Tensor and Tensor operation
#

For operations between Tensors, the rule is strict. Both Tensors of the operation must have the same data type, or you will see error messages like

TypeError: sub received an invalid combination of arguments - got (float), but expected one of:
 * (int value)
      didn't match because some of the arguments have invalid types: (!float!)
 * (torch.LongTensor other)
      didn't match because some of the arguments have invalid types: (!float!)
 * (int value, torch.LongTensor other)

As another example, several loss functions like CrossEntropyLoss require that the target should be torch LongTensor. So before doing operations, make sure that your input Tensor types match the function definitions.

It is easy to convert the type of one Tensor to another Tensor. Suppose x and y are Tensor of different types. You can use x.type(y.type()) or x.type_as(y) to convert x to the type of y.

Tensor and scalar operation
#

For FloatTensor, you can do math operations (multiplication, addition, division etc.) with a scalar of type int or float. But for LongTensor, you can only do math operation with int scalar but not float.

Why do some losses require target to be LongTensor?
#

According to PyTorch developers, some use cases requires that the target be LongTensor type and int just can not hold the target value.

FloatTensor or DoubleTensor
#

For deep learning, precision is not a very important issue. Plus, GPU can not process double precision very well. So FloatTensor is enough, which is also the default type for model parameters.

NumPy array and torch Tensor
#

Shared memory or not?
#

You can use torch.from_numpy() method to convert a NumPy array to corresponding torch Tensor, which will share underlying memory with NumPy array. To convert Tensor x to NumPy array, use x.numpy() to convert it to a NumPy array, which also shares the memory with original Tensor.
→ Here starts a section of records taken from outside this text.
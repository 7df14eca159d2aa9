// SPDX-License-Identifier: BUSL-1.1
// Copyright (c) 2026 Alfred Jean LLC

//! Local executor: turns a primitive invocation into a background task
//! driving an agent subprocess.
//!
//! The caller gets the pending task back immediately; a spawned loop owns
//! the rest of the lifecycle. The registry is the only shared state, so
//! observers (status/wait/results) just read it.

use crate::admission::Governor;
use crate::SharedRegistry;
use cdx_adapters::{process, AgentInvocation, SpawnConfig, CANCEL_GRACE};
use cdx_core::{
    infer_progress, redact, redact_value, AgentEvent, Clock, IdGen, ItemKind, LocalResult,
    SandboxMode, Task, TaskId, TaskOrigin, TaskPatch, TaskResult, TaskStatus, ThreadId, Usage,
};
use cdx_storage::RegistryError;
use parking_lot::Mutex;
use std::collections::HashMap;
use std::path::PathBuf;
use std::sync::Arc;
use std::time::Duration;
use thiserror::Error;
use tokio::sync::watch;
use tracing::{debug, error, info, warn};

/// Persist the live progress snapshot after this many buffered events...
pub(crate) const PERSIST_EVERY_EVENTS: usize = 16;
/// ...or after this much time, whichever comes first.
pub(crate) const PERSIST_INTERVAL: Duration = Duration::from_millis(500);

/// Request for a new local task, already validated by the dispatch layer.
#[derive(Debug, Clone)]
pub struct LocalTaskSpec {
    pub instruction: String,
    pub mode: SandboxMode,
    pub working_dir: Option<PathBuf>,
    pub model: Option<String>,
}

#[derive(Debug, Error)]
pub enum ExecError {
    #[error(transparent)]
    Registry(#[from] RegistryError),

    #[error("task {0} not found")]
    NotFound(TaskId),

    #[error("task {0} has no agent thread to resume")]
    NoThread(TaskId),
}

type CancelMap = Arc<Mutex<HashMap<TaskId, watch::Sender<Option<String>>>>>;

/// Spawns and supervises local agent tasks.
pub struct LocalExecutor<C: Clock, G: IdGen> {
    registry: SharedRegistry<C>,
    governor: Governor,
    clock: C,
    idgen: G,
    program: String,
    cancels: CancelMap,
}

impl<C: Clock, G: IdGen> Clone for LocalExecutor<C, G> {
    fn clone(&self) -> Self {
        Self {
            registry: Arc::clone(&self.registry),
            governor: self.governor.clone(),
            clock: self.clock.clone(),
            idgen: self.idgen.clone(),
            program: self.program.clone(),
            cancels: Arc::clone(&self.cancels),
        }
    }
}

impl<C: Clock, G: IdGen + 'static> LocalExecutor<C, G> {
    pub fn new(registry: SharedRegistry<C>, governor: Governor, clock: C, idgen: G) -> Self {
        Self {
            registry,
            governor,
            clock,
            idgen,
            program: cdx_adapters::agent_program(),
            cancels: Arc::new(Mutex::new(HashMap::new())),
        }
    }

    /// Override the agent executable (tests substitute a stub).
    pub fn with_program(mut self, program: impl Into<String>) -> Self {
        self.program = program.into();
        self
    }

    /// Create a task and start it in the background. Returns the pending
    /// task record without waiting for any agent output.
    pub fn start(&self, spec: LocalTaskSpec) -> Result<Task, ExecError> {
        self.launch(spec, None)
    }

    /// Start a task on an existing agent thread. The new task inherits
    /// the parent's working directory and, when unspecified, its mode and
    /// model.
    pub fn resume(
        &self,
        parent_id: &TaskId,
        instruction: String,
        mode: Option<SandboxMode>,
    ) -> Result<Task, ExecError> {
        let parent = self
            .registry
            .lock()
            .get(parent_id)
            .ok_or_else(|| ExecError::NotFound(parent_id.clone()))?;
        let thread_id = parent
            .thread_id
            .clone()
            .ok_or_else(|| ExecError::NoThread(parent_id.clone()))?;
        let spec = LocalTaskSpec {
            instruction,
            mode: mode.unwrap_or(parent.mode),
            working_dir: parent.working_dir.clone(),
            model: parent.model.clone(),
        };
        self.launch(spec, Some(thread_id))
    }

    /// Request cancellation. Returns whether a live task loop was
    /// signaled; registry-level checks (not-found, already-terminal) are
    /// the dispatch layer's job.
    pub fn cancel(&self, id: &TaskId, reason: Option<String>) -> bool {
        let cancels = self.cancels.lock();
        match cancels.get(id) {
            Some(tx) => tx.send(Some(reason.unwrap_or_else(|| "canceled by caller".into()))).is_ok(),
            None => false,
        }
    }

    fn launch(&self, spec: LocalTaskSpec, resume: Option<ThreadId>) -> Result<Task, ExecError> {
        let id = TaskId::generate(TaskOrigin::Local, &self.idgen);
        let now = self.clock.epoch_ms();
        let mut task = Task::new(
            id.clone(),
            TaskOrigin::Local,
            spec.instruction.clone(),
            spec.mode,
            now,
        );
        task.working_dir = spec.working_dir.clone();
        task.model = spec.model.clone();
        task.thread_id = resume.clone();
        self.registry.lock().create(task.clone())?;

        let (cancel_tx, cancel_rx) = watch::channel(None);
        self.cancels.lock().insert(id.clone(), cancel_tx);

        let executor = self.clone();
        let run = task.clone();
        tokio::spawn(async move {
            executor.run_task(run, resume, cancel_rx).await;
        });
        info!(task_id = %id, mode = %spec.mode, "local task created");
        Ok(task)
    }

    /// The background lifecycle loop for one task.
    async fn run_task(
        &self,
        task: Task,
        resume: Option<ThreadId>,
        mut cancel_rx: watch::Receiver<Option<String>>,
    ) {
        let id = task.id.clone();

        let permit = match self.governor.admit().await {
            Ok(permit) => permit,
            Err(_) => {
                self.finish_failed(&id, "admission queue closed".into());
                return;
            }
        };

        // Canceled while still queued: no process to stop.
        let queued_cancel = cancel_rx.borrow().clone();
        if let Some(reason) = queued_cancel {
            self.finish(
                &id,
                TaskPatch::status(TaskStatus::Canceled).with_error(redact(&reason).into_owned()),
            );
            drop(permit);
            return;
        }

        let mut invocation =
            AgentInvocation::new(task.instruction.clone(), task.mode).with_model(task.model.clone());
        if let Some(thread_id) = resume {
            invocation = invocation.with_resume(thread_id);
        }
        let config = SpawnConfig {
            argv: invocation.to_argv(&self.program),
            cwd: task.working_dir.clone(),
            env: Vec::new(),
        };

        let mut handle = match process::spawn(config) {
            Ok(handle) => handle,
            Err(e) => {
                // The OS error is surfaced in the task record, redacted.
                self.finish_failed(&id, redact(&e.to_string()).into_owned());
                drop(permit);
                return;
            }
        };
        self.apply(&id, TaskPatch::status(TaskStatus::Working));

        let Some(mut events_rx) = handle.take_events() else {
            self.finish_failed(&id, "agent stdout unavailable".into());
            drop(permit);
            return;
        };

        let mut events: Vec<AgentEvent> = Vec::new();
        let mut raw_events: Vec<serde_json::Value> = Vec::new();
        let mut usage: Option<Usage> = None;
        let mut thread_id: Option<ThreadId> = None;
        let mut cancel_reason: Option<String> = None;
        let mut since_persist = 0usize;
        let mut last_persist = self.clock.now();

        loop {
            tokio::select! {
                received = events_rx.recv() => {
                    let Some(parsed) = received else { break };
                    match &parsed.event {
                        AgentEvent::ThreadStarted { thread_id: tid } if thread_id.is_none() => {
                            let tid = ThreadId::new(tid.clone());
                            thread_id = Some(tid.clone());
                            // Persist early so resume works mid-run.
                            self.apply(&id, TaskPatch::default().with_thread_id(tid));
                        }
                        AgentEvent::TurnCompleted { usage: Some(turn_usage) } => {
                            usage.get_or_insert_with(Usage::default).add(turn_usage);
                        }
                        _ => {}
                    }
                    events.push(parsed.event);
                    raw_events.push(parsed.raw);

                    since_persist += 1;
                    let elapsed = self.clock.now().duration_since(last_persist);
                    if since_persist >= PERSIST_EVERY_EVENTS || elapsed >= PERSIST_INTERVAL {
                        self.apply(&id, TaskPatch::default().with_progress(infer_progress(&events)));
                        since_persist = 0;
                        last_persist = self.clock.now();
                    }
                }
                changed = cancel_rx.changed(), if cancel_reason.is_none() => {
                    if changed.is_err() {
                        continue;
                    }
                    let Some(reason) = cancel_rx.borrow_and_update().clone() else { continue };
                    info!(task_id = %id, "cancel requested, stopping agent");
                    cancel_reason = Some(reason);
                    if let Err(e) = handle.cancel(CANCEL_GRACE).await {
                        warn!(task_id = %id, error = %e, "process cancel failed");
                    }
                    // Keep draining: the stream closes once the process dies.
                }
            }
        }

        let exit = match handle.wait().await {
            Ok(exit) => exit,
            Err(e) => {
                self.finish_failed(&id, redact(&format!("wait failed: {e}")).into_owned());
                drop(permit);
                return;
            }
        };
        if handle.invalid_lines() > 0 {
            debug!(task_id = %id, skipped = handle.invalid_lines(), "agent emitted undecodable lines");
        }

        let progress = infer_progress(&events);
        let agent_failed = progress.has_failed;
        let canceled = cancel_reason.is_some();
        let success = !canceled && exit.success() && !agent_failed;

        let stdout: String = events
            .iter()
            .filter_map(|e| match e {
                AgentEvent::ItemCompleted { item } if item.kind == ItemKind::AgentMessage => {
                    Some(item.description.as_str())
                }
                _ => None,
            })
            .collect::<Vec<_>>()
            .join("\n");

        for value in &mut raw_events {
            redact_value(value);
        }
        let result = TaskResult::Local(LocalResult {
            success,
            exit_code: exit.exit_code,
            signal: exit.signal,
            stdout: redact(&stdout).into_owned(),
            stderr: handle.stderr_redacted(),
            events: raw_events,
            thread_id: thread_id.clone(),
            usage,
        });

        let status = if canceled {
            TaskStatus::Canceled
        } else if success {
            TaskStatus::Completed
        } else {
            TaskStatus::Failed
        };
        let mut patch = TaskPatch::status(status)
            .with_result(result)
            .with_progress(progress);
        if let Some(reason) = cancel_reason {
            patch = patch.with_error(redact(&reason).into_owned());
        } else if !success {
            let cause = events
                .iter()
                .find_map(|e| match e {
                    AgentEvent::TurnFailed { error } => Some(error.clone()),
                    _ => None,
                })
                .unwrap_or_else(|| match (exit.exit_code, exit.signal) {
                    (Some(code), _) => format!("agent exited with code {code}"),
                    (None, Some(signal)) => format!("agent terminated by signal {signal}"),
                    (None, None) => "agent exited abnormally".to_string(),
                });
            patch = patch.with_error(redact(&cause).into_owned());
        }
        self.finish(&id, patch);
        drop(permit);
    }

    /// Apply a non-terminal patch, logging instead of propagating: the
    /// loop must keep driving the process even if a persist fails.
    fn apply(&self, id: &TaskId, patch: TaskPatch) {
        if let Err(e) = self.registry.lock().update(id, patch) {
            warn!(task_id = %id, error = %e, "registry update failed");
        }
    }

    fn finish_failed(&self, id: &TaskId, cause: String) {
        self.finish(id, TaskPatch::status(TaskStatus::Failed).with_error(cause));
    }

    /// Terminal update plus cancel-handle cleanup.
    fn finish(&self, id: &TaskId, patch: TaskPatch) {
        let status = patch.status;
        if let Err(e) = self.registry.lock().update(id, patch) {
            error!(task_id = %id, error = %e, "terminal registry update failed");
        } else if let Some(status) = status {
            info!(task_id = %id, status = %status, "local task finished");
        }
        self.cancels.lock().remove(id);
    }
}

#[cfg(test)]
#[path = "executor_tests.rs"]
mod tests;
Does torch Tensor and Numpy array always share the underlying memory? The short answer is no. If their underlying data type is not compatible, a copy of original data will be made. For example, if you try to save torch FloatTensor as numpy array of type np.float64, it will trigger a deep copy.
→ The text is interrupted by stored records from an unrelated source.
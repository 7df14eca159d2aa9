// SPDX-License-Identifier: BUSL-1.1
// Copyright (c) 2026 Alfred Jean LLC

//! Centralized environment variable access for the adapters crate.

/// Default concurrency ceiling when `CODEX_MAX_CONCURRENCY` is unset.
pub const DEFAULT_MAX_CONCURRENCY: usize = 2;

/// Global ceiling on simultaneously working tasks.
///
/// `CODEX_MAX_CONCURRENCY` must be an integer >= 1; anything else falls
/// back to the default.
pub fn max_concurrency() -> usize {
    std::env::var("CODEX_MAX_CONCURRENCY")
        .ok()
        .and_then(|s| s.parse::<usize>().ok())
        .filter(|n| *n >= 1)
        .unwrap_or(DEFAULT_MAX_CONCURRENCY)
}

/// Agent executable. `CODEX_BIN` overrides the default `codex` (used by
/// tests to substitute a stub).
pub fn agent_program() -> String {
    std::env::var("CODEX_BIN").unwrap_or_else(|_| "codex".to_string())
}
//! Spec: a read-only run completes and its result is retrievable.

use crate::prelude::*;
use serde_json::json;

#[tokio::test]
async fn run_returns_a_canonical_task_id() {
    let world = World::with_agent(COMPLETING_AGENT);
    let (text, is_error) = world
        .call(
            "local_run",
            json!({"task": "say hello", "mode": "read-only", "async": true}),
        )
        .await;
    assert!(!is_error, "{text}");

    let id = World::task_id_in(&text);
    assert!(id.starts_with("T-local-"), "{id}");
    let suffix = id.trim_start_matches("T-local-");
    assert!(!suffix.is_empty());
    assert!(suffix
        .bytes()
        .all(|b| b.is_ascii_lowercase() || b.is_ascii_digit()));
}

#[tokio::test]
async fn results_report_success_and_exit_code_zero() {
    let world = World::with_agent(COMPLETING_AGENT);
    let (text, _) = world
        .call("local_run", json!({"task": "say hello", "mode": "read-only"}))
        .await;
    let id = World::task_id_in(&text);

    let (results, is_error) = world.call("local_results", json!({"task_id": id})).await;
    assert!(!is_error, "{results}");
    assert!(results.contains("completed"), "{results}");
    assert!(results.contains("exit_code: 0"), "{results}");
    assert!(results.contains("hello"), "{results}");
}

#[tokio::test]
async fn two_runs_get_distinct_ids_sorted_by_creation() {
    let world = World::with_agent(COMPLETING_AGENT);
    let (first, _) = world
        .call("local_run", json!({"task": "one", "mode": "read-only", "async": true}))
        .await;
    let (second, _) = world
        .call("local_run", json!({"task": "two", "mode": "read-only", "async": true}))
        .await;
    let a = World::task_id_in(&first);
    let b = World::task_id_in(&second);
    assert_ne!(a, b);
    assert!(b > a, "{b} should sort after {a}");
}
Correpsondece between NumPy and torch data type
#

It should be noted that not all NumPy arrays can be converted to torch Tensor. Below is a table showing NumPy data types which is convertable to torch Tensor type.
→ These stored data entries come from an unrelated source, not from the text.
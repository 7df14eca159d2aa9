//! Spec: a full stdio session (initialize, list tools, call one) over
//! the line-delimited transport.

use crate::prelude::*;
use cdx_server::rpc;

#[tokio::test]
async fn full_session_over_the_wire() {
    let world = World::with_agent(COMPLETING_AGENT);

    let input = concat!(
        "{\"jsonrpc\":\"2.0\",\"id\":1,\"method\":\"initialize\"}\n",
        "{\"jsonrpc\":\"2.0\",\"method\":\"notifications/initialized\"}\n",
        "{\"jsonrpc\":\"2.0\",\"id\":2,\"method\":\"tools/list\"}\n",
        "{\"jsonrpc\":\"2.0\",\"id\":3,\"method\":\"tools/call\",\"params\":{\"name\":\"local_run\",\"arguments\":{\"task\":\"say hello\",\"mode\":\"read-only\"}}}\n",
    );

    let mut output = Vec::new();
    rpc::serve(input.as_bytes(), &mut output, |request| {
        world.dispatcher.handle(request)
    })
    .await
    .unwrap();

    let responses: Vec<serde_json::Value> = String::from_utf8(output)
        .unwrap()
        .lines()
        .map(|l| serde_json::from_str(l).unwrap())
        .collect();

    // The notification produced no frame: three responses for four lines.
    assert_eq!(responses.len(), 3);
    assert_eq!(responses[0]["id"], 1);
    assert_eq!(responses[0]["result"]["serverInfo"]["name"], "cdx");
    assert_eq!(responses[1]["result"]["tools"].as_array().unwrap().len(), 14);

    let call = &responses[2]["result"];
    let text = call["content"][0]["text"].as_str().unwrap();
    assert!(text.contains("completed"), "{text}");
    assert!(call["isError"].as_bool() != Some(true));
}

#[tokio::test]
async fn every_response_is_a_single_text_block() {
    let world = World::with_agent(COMPLETING_AGENT);
    for (tool, args) in [
        ("local_status", serde_json::json!({})),
        ("cloud_status", serde_json::json!({})),
        (
            "cloud_github_setup",
            serde_json::json!({"repo_url": "https://github.com/acme/api.git"}),
        ),
    ] {
        let request = cdx_server::rpc::RpcRequest {
            jsonrpc: "2.0".into(),
            id: Some(serde_json::json!(9)),
            method: "tools/call".into(),
            params: Some(serde_json::json!({"name": tool, "arguments": args})),
        };
        let response = world.dispatcher.handle(request).await.unwrap();
        let content = response.result.unwrap()["content"].clone();
        let blocks = content.as_array().unwrap();
        assert_eq!(blocks.len(), 1, "{tool} returned {} blocks", blocks.len());
        assert_eq!(blocks[0]["type"], "text");
    }
}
NumPy data type	Tensor data type
`numpy.uint8`	`torch.ByteTensor`
`numpy.int16`	`torch.ShortTensor`
`numpy.int32`	`torch.IntTensor`
`numpy.int`	`torch.LongTensor`
`numpy.int64`	`torch.LongTensor`
`numpy.float32`	`torch.FloatTensor`
`numpy.float`	`torch.DoubleTensor`
`numpy.float64`	`torch.DoubleTensor`

Speed comparison between NumPy and torch operations
#

I am curious to know the speed difference between torch Tensor operation and equivalent NumPy ndarray operations. I do it in Jupyter-console using the built-in magic %timeit.

import torch
import numpy as np

# torch Tensor on CPU

x = torch.rand(1, 64)
y = torch.rand(5000, 64)
%timeit z=(x*y).sum(dim=1)

# torch Tensor on GPU

x, y = x.cuda(), y.cuda()
%timeit z = (x*y).sum(dim=1)

# numpy ndarray on CPU

x = np.random.random((1, 64))
y = np.random.random((5000, 64))
%timeit z = (x*y).sum(axis=1)

The result is listed on the following table:

Data type and device	Average operation time
Tensor on CPU	938 $\mu s$
Tensor on GPU	38.9 $\mu s$
NumPy ndarray (on CPU)	623 $\mu s$

It is pretty clear that Tensor operations on GPU runs orders of magnitute faster than operations on CPU. NumPy, due to its excellent implementation of its core in C, runs a little bit faster than Tensor on CPU.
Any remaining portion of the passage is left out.